Dass auf diesem Gebiet dringender Forschungsbedarf besteht, zeigt unter anderem ein Positionspapier, das die EU-Handelskammer und die Deutsche Handelskammer in Peking jüngst veröffentlicht haben. Die beiden Kammern beklagen darin, dass deutsche und andere europäische Firmen nur unzureichend auf die Veränderungen vorbereitet sind, die sich durch das Sozialpunktesystem ergeben. Firmen, die in dem Ranking gut abschneiden, können demnach laut Handelskammer darauf hoffen, bessere Kreditbedingungen, einen einfacheren Marktzugang und mehr öffentliche Beschaffungsmöglichkeiten zu erhalten. Wer im Score weit unten liegt, müsse hingegen befürchten, dass er im schlimmsten Fall seine Produkte nicht mehr auf dem chinesischen Markt vertreiben darf. 

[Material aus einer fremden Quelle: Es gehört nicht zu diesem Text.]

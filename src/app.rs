use eframe::egui;

use student_profile::config::AppConfig;
use student_profile::state::AppState;

use crate::ui::{panels, profile};

// ---------------------------------------------------------------------------
// eframe App implementation
// ---------------------------------------------------------------------------

pub struct StudentProfileApp {
    pub state: AppState,
}

impl StudentProfileApp {
    pub fn new(config: &AppConfig) -> Self {
        let mut state = AppState::default();
        if let Some(path) = &config.data_file {
            // Failures land in the status line like any other upload.
            let _ = state.open_path(path);
        }
        Self { state }
    }
}

impl eframe::App for StudentProfileApp {
    fn update(&mut self, ctx: &egui::Context, _frame: &mut eframe::Frame) {
        // ---- Top panel: menu bar + upload status ----
        egui::TopBottomPanel::top("top_bar").show(ctx, |ui| {
            panels::top_bar(ui, &mut self.state);
        });

        // ---- Left side panel: search + student list ----
        egui::SidePanel::left("selector_panel")
            .default_width(260.0)
            .resizable(true)
            .show(ctx, |ui| {
                panels::side_panel(ui, &mut self.state);
            });

        // ---- Central panel: profile cards and charts ----
        egui::CentralPanel::default().show(ctx, |ui| {
            profile::profile_view(ui, &self.state);
        });
    }
}
use std::path::{Path, PathBuf};

use serde::Deserialize;
use thiserror::Error;

/// Environment variable naming an explicit config file.
pub const CONFIG_ENV: &str = "STUDENT_PROFILE_CONFIG";
/// Config file picked up from the working directory when present.
pub const DEFAULT_CONFIG_FILE: &str = "student-profile.json";

#[derive(Debug, Error)]
pub enum ConfigError {
    #[error("reading config {}: {source}", .path.display())]
    Io {
        path: PathBuf,
        source: std::io::Error,
    },
    #[error("parsing config {}: {source}", .path.display())]
    Json {
        path: PathBuf,
        source: serde_json::Error,
    },
    #[error("window size must be positive, got {0:?}")]
    WindowSize([f32; 2]),
}

/// Startup settings. Every field is optional in the JSON file.
///
/// ```json
/// {
///   "window_size": [1280, 860],
///   "font_path": "/usr/share/fonts/noto-cjk/NotoSansCJK-Regular.ttc",
///   "data_file": "students.xlsx"
/// }
/// ```
#[derive(Debug, Clone, PartialEq, Deserialize)]
#[serde(default, deny_unknown_fields)]
pub struct AppConfig {
    pub window_size: [f32; 2],
    /// Font with CJK coverage; probed from system locations when unset.
    pub font_path: Option<PathBuf>,
    /// Sheet opened right after startup.
    pub data_file: Option<PathBuf>,
}

impl Default for AppConfig {
    fn default() -> Self {
        Self {
            window_size: [1280.0, 860.0],
            font_path: None,
            data_file: None,
        }
    }
}

impl AppConfig {
    pub fn from_file(path: &Path) -> Result<Self, ConfigError> {
        let text = std::fs::read_to_string(path).map_err(|source| ConfigError::Io {
            path: path.to_path_buf(),
            source,
        })?;
        let config: Self = serde_json::from_str(&text).map_err(|source| ConfigError::Json {
            path: path.to_path_buf(),
            source,
        })?;
        config.validate()?;
        Ok(config)
    }

    fn validate(&self) -> Result<(), ConfigError> {
        let [w, h] = self.window_size;
        if !(w > 0.0 && h > 0.0) {
            return Err(ConfigError::WindowSize(self.window_size));
        }
        Ok(())
    }

    /// Config for this process: `$STUDENT_PROFILE_CONFIG`, else
    /// `./student-profile.json`, else defaults. A broken file is reported and
    /// ignored. `cli_file` (the first positional argument) wins over
    /// `data_file`.
    pub fn discover(cli_file: Option<PathBuf>) -> Self {
        let path = std::env::var_os(CONFIG_ENV)
            .map(PathBuf::from)
            .or_else(|| Some(PathBuf::from(DEFAULT_CONFIG_FILE)).filter(|p| p.is_file()));

        let mut config = match path {
            Some(path) => match Self::from_file(&path) {
                Ok(config) => {
                    log::info!("Using config {}", path.display());
                    config
                }
                Err(e) => {
                    log::warn!("{e}; falling back to defaults");
                    Self::default()
                }
            },
            None => Self::default(),
        };

        if cli_file.is_some() {
            config.data_file = cli_file;
        }
        config
    }
}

Neun Projekte zum digitalen Wandel

Finanziert wird das Forschungsprojekt vom Bayerischen Forschungsinstitut für digitale Transformation (bidt) der Bayerischen Akademie der Wissenschaften. Das Institut hat jetzt insgesamt neun Projekte bewilligt, die aktuelle Fragen des digitalen Wandels untersuchen. Diese berühren Fragen aus den Themenfeldern „Wirtschaft und Arbeit“, „Politik und Gesellschaft“ sowie „Medien und öffentliche Kommunikation“ und sind auf jeweils drei Jahre angelegt.

Die Forschungsvorhaben wurden im Rahmen eines mehrstufigen Begutachtungsverfahrens aus 30 Projektvorschlägen ausgewählt, die 90 Antragstellerinnen und Antragsteller bayerischer Forschungseinrichtungen eingereicht hatten. Kriterien für die Auswahl waren eine hohe wissenschaftliche Qualität, ein interdisziplinärer Zugang sowie die gesellschaftliche und politische Relevanz der vorgeschlagenen Themen. Die Projekte starten im Jahr 2020.

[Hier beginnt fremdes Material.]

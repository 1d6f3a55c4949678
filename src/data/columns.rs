//! Column names of the student sheet and the alias groups that map current
//! and legacy header spellings onto one logical field.
//!
//! Headers must match the sheet byte for byte; nothing here is trimmed or
//! case-folded.

use super::resolve::AliasGroup;

/// Headers every uploaded sheet must carry.
pub const REQUIRED_COLUMNS: &[&str] = &[
    "序号",
    "学号",
    "姓名",
    "原班级",
    "新班级",
    "原专业",
    "分流专业",
    "辅导员",
    "政治面貌",
    "入团申请书编号",
    "是否递交入党申请书",
    "是否积极分子",
    "民族",
    "性别",
    "是否过四级",
    "是否过六级",
    "第一学期绩点",
    "第二学期绩点",
    "第三学期绩点",
    "第一学年德育",
    "第一学年智育",
    "第一学年附加分",
    "第一学年体测成绩",
    "第一学年体测评级",
    "第一学年综测总分",
    "心理评测等级",
    "第一学年困难等级",
    "第二学年困难等级",
    "有无需要学院协助解决的困难",
    "有何困难",
    "去年困难生",
    "今年困难生",
    "挂科",
    "所获学分",
    "奖项",
    "人民奖学金",
    "助学奖学金",
    "助学金",
];

pub const NAME: &str = "姓名";
pub const STUDENT_ID: &str = "学号";

/// Semester GPA columns in chronological order.
pub const GPA_SEMESTERS: &[&str] = &["第一学期绩点", "第二学期绩点", "第三学期绩点"];

// -- Identity --

pub const NEW_CLASS: AliasGroup = AliasGroup::new(&[
    "新班级",
    "班级_基本信息",
    "班 级_基本信息",
    "班级",
    "班 级",
]);
pub const ORIGINAL_CLASS: AliasGroup = AliasGroup::new(&["原班级", "班级"]);
/// Class columns consulted by the search box.
pub const CLASS_SEARCH: AliasGroup =
    AliasGroup::new(&["班级", "班级_基本信息", "班 级", "班 级_基本信息"]);

// -- Wellbeing --

pub const HELP_NEEDED: AliasGroup = AliasGroup::new(&["有无需要学院协助解决的困难"]);
pub const HELP_DETAILS: AliasGroup = AliasGroup::new(&["有何困难"]);
pub const PSYCH_LEVEL: AliasGroup = AliasGroup::new(&["心理评测等级", "最新心理等级", "心理等级"]);
pub const HARDSHIP_LEVELS: &[&str] = &["第一学年困难等级", "第二学年困难等级"];

// -- Awards --

pub const PEOPLE_SCHOLARSHIP: AliasGroup = AliasGroup::new(&["人民奖学金"]);
pub const AID_SCHOLARSHIP: AliasGroup = AliasGroup::new(&["助学奖学金"]);
/// A second `助学金` header is loaded as `助学金.1`.
pub const GRANT: AliasGroup = AliasGroup::new(&["助学金", "助学金.1"]);
pub const AWARDS: AliasGroup = AliasGroup::new(&["奖项"]);

// -- Comprehensive assessment --

pub const MORAL: AliasGroup = AliasGroup::new(&["第一学年德育", "德育"]);
pub const ACADEMIC: AliasGroup = AliasGroup::new(&["第一学年智育", "智育"]);
pub const PHYSICAL_SCORE: AliasGroup = AliasGroup::new(&["第一学年体测成绩", "体测成绩"]);
pub const PHYSICAL_GRADE: AliasGroup = AliasGroup::new(&["第一学年体测评级", "体测等级"]);
pub const BONUS: AliasGroup = AliasGroup::new(&["第一学年附加分", "附加分", "23-24附加分"]);
pub const COMPOSITE: AliasGroup =
    AliasGroup::new(&["第一学年综测总分", "第一学年总分", "测评总分"]);

// -- Study --

pub const CET4: AliasGroup = AliasGroup::new(&["是否过四级", "四级成绩"]);
pub const CET6: AliasGroup = AliasGroup::new(&["是否过六级", "六级成绩"]);
pub const FAILED_COURSES: AliasGroup = AliasGroup::new(&["挂科"]);
pub const CREDITS: AliasGroup = AliasGroup::new(&["所获学分"]);

/// Personal-info card rows: (label, source columns).
pub const PERSONAL_INFO: &[(&str, AliasGroup)] = &[
    ("姓名", AliasGroup::new(&[NAME])),
    ("学号", AliasGroup::new(&[STUDENT_ID])),
    ("分流专业", AliasGroup::new(&["分流专业"])),
    ("原专业", AliasGroup::new(&["原专业"])),
    ("新班级", NEW_CLASS),
    ("原班级", ORIGINAL_CLASS),
    ("辅导员", AliasGroup::new(&["辅导员"])),
    ("政治面貌", AliasGroup::new(&["政治面貌"])),
    ("民族", AliasGroup::new(&["民族"])),
    ("性别", AliasGroup::new(&["性别"])),
    ("是否积极分子", AliasGroup::new(&["是否积极分子"])),
    ("是否递交入党申请书", AliasGroup::new(&["是否递交入党申请书"])),
];

#[cfg(test)]
mod tests {
    use std::collections::BTreeSet;

    use super::*;

    #[test]
    fn required_columns_are_unique() {
        let unique: BTreeSet<_> = REQUIRED_COLUMNS.iter().collect();
        assert_eq!(unique.len(), REQUIRED_COLUMNS.len());
    }

    #[test]
    fn gpa_columns_are_required() {
        for col in GPA_SEMESTERS {
            assert!(REQUIRED_COLUMNS.contains(col), "{col}");
        }
    }
}
use super::grammar::{GrammarBuilder, END_MARK_IDX, EPSILON_IDX};
use crate::error::GrammarError;
use crate::Grammar;

fn syntax(line: usize, message: &str) -> GrammarError {
    GrammarError::Syntax {
        line,
        message: message.to_string(),
    }
}

impl Grammar {
    /// Reads `A -> x B | y` style rules, one left side per line, with `|`
    /// continuation lines. Every left side is a non-terminal and every other
    /// name is a terminal; `lambda` is the empty production and `$` the end
    /// of input. The left side whose rule mentions `$` is the start symbol,
    /// otherwise the first left side is.
    pub fn parse(grammar: &str) -> Result<Self, GrammarError> {
        let mut g = GrammarBuilder::new();

        let mut raw_productions: Vec<(usize, &str, &str)> = Vec::new();

        let mut previous_left: Option<(usize, &str)> = None;
        for (i, line) in grammar.lines().enumerate() {
            if line.chars().all(|c| c.is_whitespace()) {
                continue;
            }
            let parts: Vec<&str> = line.split("->").collect();
            if parts.len() > 2 {
                return Err(syntax(i + 1, "too many \"->\""));
            }
            let (left, left_str, rights): (usize, &str, &str) = if parts.len() == 2 {
                let left_str = parts[0].trim();
                if left_str.is_empty() {
                    return Err(syntax(i + 1, "empty left side"));
                } else if left_str.split_whitespace().count() != 1 {
                    return Err(syntax(i + 1, "left side contains whitespace"));
                }
                match g.get_symbol_index(left_str) {
                    Some(EPSILON_IDX) | Some(END_MARK_IDX) => {
                        return Err(syntax(i + 1, "reserved symbol on the left side"));
                    }
                    _ => (g.add_non_terminal(left_str)?, left_str, parts[1].trim()),
                }
            } else {
                match (previous_left, parts[0].trim().strip_prefix('|')) {
                    (Some((idx, name)), Some(rest)) => (idx, name, rest.trim()),
                    (None, _) => return Err(syntax(i + 1, "cannot find left side")),
                    (Some(_), None) => return Err(syntax(i + 1, "expected \"->\" or \"|\"")),
                }
            };

            previous_left = Some((left, left_str));

            raw_productions.push((left, left_str, rights));
        }

        let mut start_symbol: Option<(usize, &str)> = None;
        for &(left, left_str, rights) in &raw_productions {
            for right in rights.split('|') {
                let mut symbols = Vec::new();
                for s in right.split_whitespace() {
                    let idx = match g.get_symbol_index(s) {
                        Some(idx) => idx,
                        None => g.add_terminal(s)?,
                    };
                    if idx == END_MARK_IDX {
                        match start_symbol {
                            Some((prev, prev_str)) if prev != left => {
                                return Err(GrammarError::MultipleStartSymbols(
                                    prev_str.to_string(),
                                    left_str.to_string(),
                                ));
                            }
                            _ => start_symbol = Some((left, left_str)),
                        }
                    }
                    symbols.push(idx);
                }
                g.add_production(left, symbols)?;
            }
        }

        let start_symbol = start_symbol.or_else(|| raw_productions.first().map(|&(l, s, _)| (l, s)));
        if let Some((idx, _)) = start_symbol {
            g.set_start_symbol(idx)?;
        }

        g.build()
    }
}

Das Bayerische Forschungsinstitut für Digitale Transformation

Das Bayerische Forschungsinstitut für Digitale Transformation (bidt) der Bayerischen Akademie der Wissenschaften will dazu beitragen, die Entwicklungen und Herausforderungen des digitalen Wandels besser zu verstehen. Das Institut fördert herausragende interdisziplinäre Forschung und liefert Entscheidungsträgern in Politik und Wirtschaft Empfehlungen, um die digitale Transformation erfolgreich zu gestalten. Das bidt fördert den offenen Dialog zwischen Forschung und Gesellschaft. Wissenschaftliche Erkenntnisse werden der Öffentlichkeit zugänglich gemacht, verständlich aufbereitet und über verschiedene Kanäle kommuniziert.